Using the records below, find every line that includes "push" and copy it.

>>>

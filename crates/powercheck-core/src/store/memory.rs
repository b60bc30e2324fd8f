//! In-process implementation of the store contract, used by the test
//! harnesses. Interprets the slice of the MongoDB query/update language this
//! API relies on: equality with dotted paths, `$or`, `$regex`, `$in`,
//! `$set`/`$push` updates, and skip/limit/sort/projection.

use std::cmp::Ordering;
use std::collections::HashMap;

use async_trait::async_trait;
use mongodb::bson::{Bson, Document, oid::ObjectId};
use regex::RegexBuilder;
use tokio::sync::RwLock;

use crate::error::Result;
use crate::query::FindSettings;

use super::{DocumentStore, FindResult, internalize_id_filter, strip_update_identity};

#[derive(Debug, Default)]
pub struct MemoryStore {
    collections: RwLock<HashMap<String, Vec<Document>>>,
}

impl MemoryStore {
    #[must_use]
    pub fn new() -> Self {
        Self::default()
    }

    /// Raw snapshot of one collection, in insertion order.
    pub async fn dump(&self, collection: &str) -> Vec<Document> {
        self.collections
            .read()
            .await
            .get(collection)
            .cloned()
            .unwrap_or_default()
    }
}

#[async_trait]
impl DocumentStore for MemoryStore {
    async fn find(
        &self,
        filter: Document,
        collection: &str,
        options: FindSettings,
    ) -> Result<FindResult> {
        let filter = internalize_id_filter(filter)?;
        let collections = self.collections.read().await;
        let mut matched: Vec<Document> = collections
            .get(collection)
            .map(|documents| {
                documents
                    .iter()
                    .filter(|document| matches_filter(document, &filter))
                    .cloned()
                    .collect()
            })
            .unwrap_or_default();
        let total = matched.len() as u64;

        if let Some(sort) = &options.sort {
            sort_documents(&mut matched, sort);
        }

        let skip = options.skip.unwrap_or(0) as usize;
        let take = match options.limit {
            Some(limit) if limit > 0 => limit as usize,
            _ => usize::MAX,
        };
        let documents: Vec<Document> = matched
            .into_iter()
            .skip(skip)
            .take(take)
            .map(|document| match &options.projection {
                Some(projection) => project(document, projection),
                None => document,
            })
            .collect();

        Ok(FindResult { documents, total })
    }

    async fn aggregate(&self, stages: Vec<Document>, collection: &str) -> Result<FindResult> {
        let collections = self.collections.read().await;
        let mut documents = collections.get(collection).cloned().unwrap_or_default();

        for stage in &stages {
            for (name, operand) in stage {
                match name.as_str() {
                    "$match" => {
                        if let Some(filter) = operand.as_document() {
                            documents.retain(|document| matches_filter(document, filter));
                        }
                    }
                    "$skip" => {
                        let skip = bson_number(operand).unwrap_or(0.0).max(0.0) as usize;
                        documents = documents.split_off(skip.min(documents.len()));
                    }
                    "$limit" => {
                        let limit = bson_number(operand).unwrap_or(0.0).max(0.0) as usize;
                        documents.truncate(limit);
                    }
                    "$sort" => {
                        if let Some(sort) = operand.as_document() {
                            sort_documents(&mut documents, sort);
                        }
                    }
                    _ => {}
                }
            }
        }

        let total = documents.len() as u64;
        Ok(FindResult { documents, total })
    }

    async fn upsert(
        &self,
        filter: Document,
        mut update: Document,
        collection: &str,
    ) -> Result<Option<String>> {
        let filter = internalize_id_filter(filter)?;
        strip_update_identity(&mut update);

        let mut collections = self.collections.write().await;
        let documents = collections.entry(collection.to_string()).or_default();

        if let Some(existing) = documents
            .iter_mut()
            .find(|document| matches_filter(document, &filter))
        {
            apply_update(existing, &update);
            return Ok(None);
        }

        // New documents start from the predicate's equality fields, the way
        // a MongoDB upsert seeds the inserted document.
        let id = ObjectId::new();
        let mut inserted = Document::new();
        inserted.insert("_id", id);
        for (key, value) in &filter {
            if !key.starts_with('$') && !is_operator_document(value) {
                set_path(&mut inserted, key, value.clone());
            }
        }
        apply_update(&mut inserted, &update);
        documents.push(inserted);

        Ok(Some(id.to_hex()))
    }
}

fn matches_filter(document: &Document, filter: &Document) -> bool {
    filter.iter().all(|(key, condition)| match key.as_str() {
        "$or" => condition.as_array().is_some_and(|arms| {
            arms.iter().any(|arm| {
                arm.as_document()
                    .is_some_and(|inner| matches_filter(document, inner))
            })
        }),
        _ => condition_matches(lookup_path(document, key), condition),
    })
}

fn condition_matches(value: Option<&Bson>, condition: &Bson) -> bool {
    if is_operator_document(condition) {
        let Some(ops) = condition.as_document() else {
            return false;
        };
        return ops
            .iter()
            .filter(|(op, _)| op.as_str() != "$options")
            .all(|(op, operand)| match op.as_str() {
                "$regex" => regex_matches(value, operand, ops),
                "$in" => operand.as_array().is_some_and(|items| {
                    items
                        .iter()
                        .any(|item| value.is_some_and(|existing| bson_eq(existing, item)))
                }),
                "$eq" => value.is_some_and(|existing| bson_eq(existing, operand)),
                "$ne" => !value.is_some_and(|existing| bson_eq(existing, operand)),
                _ => false,
            });
    }
    value.is_some_and(|existing| bson_eq(existing, condition))
}

fn is_operator_document(value: &Bson) -> bool {
    value
        .as_document()
        .is_some_and(|ops| ops.keys().any(|key| key.starts_with('$')))
}

fn regex_matches(value: Option<&Bson>, pattern: &Bson, ops: &Document) -> bool {
    let Some(Bson::String(target)) = value else {
        return false;
    };
    let Some(pattern) = pattern.as_str() else {
        return false;
    };
    let case_insensitive = ops
        .get_str("$options")
        .map(|options| options.contains('i'))
        .unwrap_or(false);

    RegexBuilder::new(pattern)
        .case_insensitive(case_insensitive)
        .build()
        .map(|regex| regex.is_match(target))
        .unwrap_or(false)
}

fn bson_eq(left: &Bson, right: &Bson) -> bool {
    match (bson_number(left), bson_number(right)) {
        (Some(a), Some(b)) => a == b,
        _ => left == right,
    }
}

fn bson_number(value: &Bson) -> Option<f64> {
    match value {
        Bson::Int32(v) => Some(f64::from(*v)),
        Bson::Int64(v) => Some(*v as f64),
        Bson::Double(v) => Some(*v),
        _ => None,
    }
}

fn lookup_path<'a>(document: &'a Document, path: &str) -> Option<&'a Bson> {
    let mut current = document;
    let mut parts = path.split('.').peekable();
    while let Some(part) = parts.next() {
        let value = current.get(part)?;
        if parts.peek().is_none() {
            return Some(value);
        }
        current = value.as_document()?;
    }
    None
}

fn set_path(document: &mut Document, path: &str, value: Bson) {
    match path.split_once('.') {
        None => {
            document.insert(path, value);
        }
        Some((head, rest)) => {
            if !matches!(document.get(head), Some(Bson::Document(_))) {
                document.insert(head, Document::new());
            }
            if let Some(Bson::Document(inner)) = document.get_mut(head) {
                set_path(inner, rest, value);
            }
        }
    }
}

fn apply_update(document: &mut Document, update: &Document) {
    if let Ok(set) = update.get_document("$set") {
        for (key, value) in set {
            set_path(document, key, value.clone());
        }
    }
    if let Ok(push) = update.get_document("$push") {
        for (key, value) in push {
            match document.get_mut(key) {
                Some(Bson::Array(items)) => items.push(value.clone()),
                _ => {
                    document.insert(key, Bson::Array(vec![value.clone()]));
                }
            }
        }
    }
}

fn sort_documents(documents: &mut [Document], sort: &Document) {
    documents.sort_by(|left, right| {
        for (field, direction) in sort {
            let mut ordering = compare_values(lookup_path(left, field), lookup_path(right, field));
            if bson_number(direction).unwrap_or(1.0) < 0.0 {
                ordering = ordering.reverse();
            }
            if ordering != Ordering::Equal {
                return ordering;
            }
        }
        Ordering::Equal
    });
}

fn compare_values(left: Option<&Bson>, right: Option<&Bson>) -> Ordering {
    match (left, right) {
        (None, None) => Ordering::Equal,
        (None, Some(_)) => Ordering::Less,
        (Some(_), None) => Ordering::Greater,
        (Some(l), Some(r)) => match (bson_number(l), bson_number(r)) {
            (Some(a), Some(b)) => a.partial_cmp(&b).unwrap_or(Ordering::Equal),
            _ => match (l, r) {
                (Bson::String(a), Bson::String(b)) => a.cmp(b),
                (Bson::Boolean(a), Bson::Boolean(b)) => a.cmp(b),
                _ => Ordering::Equal,
            },
        },
    }
}

fn project(document: Document, projection: &Document) -> Document {
    let keep_id = projection
        .get("_id")
        .and_then(bson_number)
        .is_none_or(|flag| flag != 0.0);

    let mut projected = Document::new();
    if keep_id {
        if let Some(id) = document.get("_id") {
            projected.insert("_id", id.clone());
        }
    }
    for (key, flag) in projection {
        if key == "_id" {
            continue;
        }
        if bson_number(flag).is_some_and(|flag| flag != 0.0) {
            if let Some(value) = lookup_path(&document, key) {
                set_path(&mut projected, key, value.clone());
            }
        }
    }
    projected
}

<<<

**Your solution:**
//! `$set`/`$push` updates, and skip/limit/sort/projection.
        documents.push(inserted);
    if let Ok(push) = update.get_document("$push") {
        for (key, value) in push {
                Some(Bson::Array(items)) => items.push(value.clone()),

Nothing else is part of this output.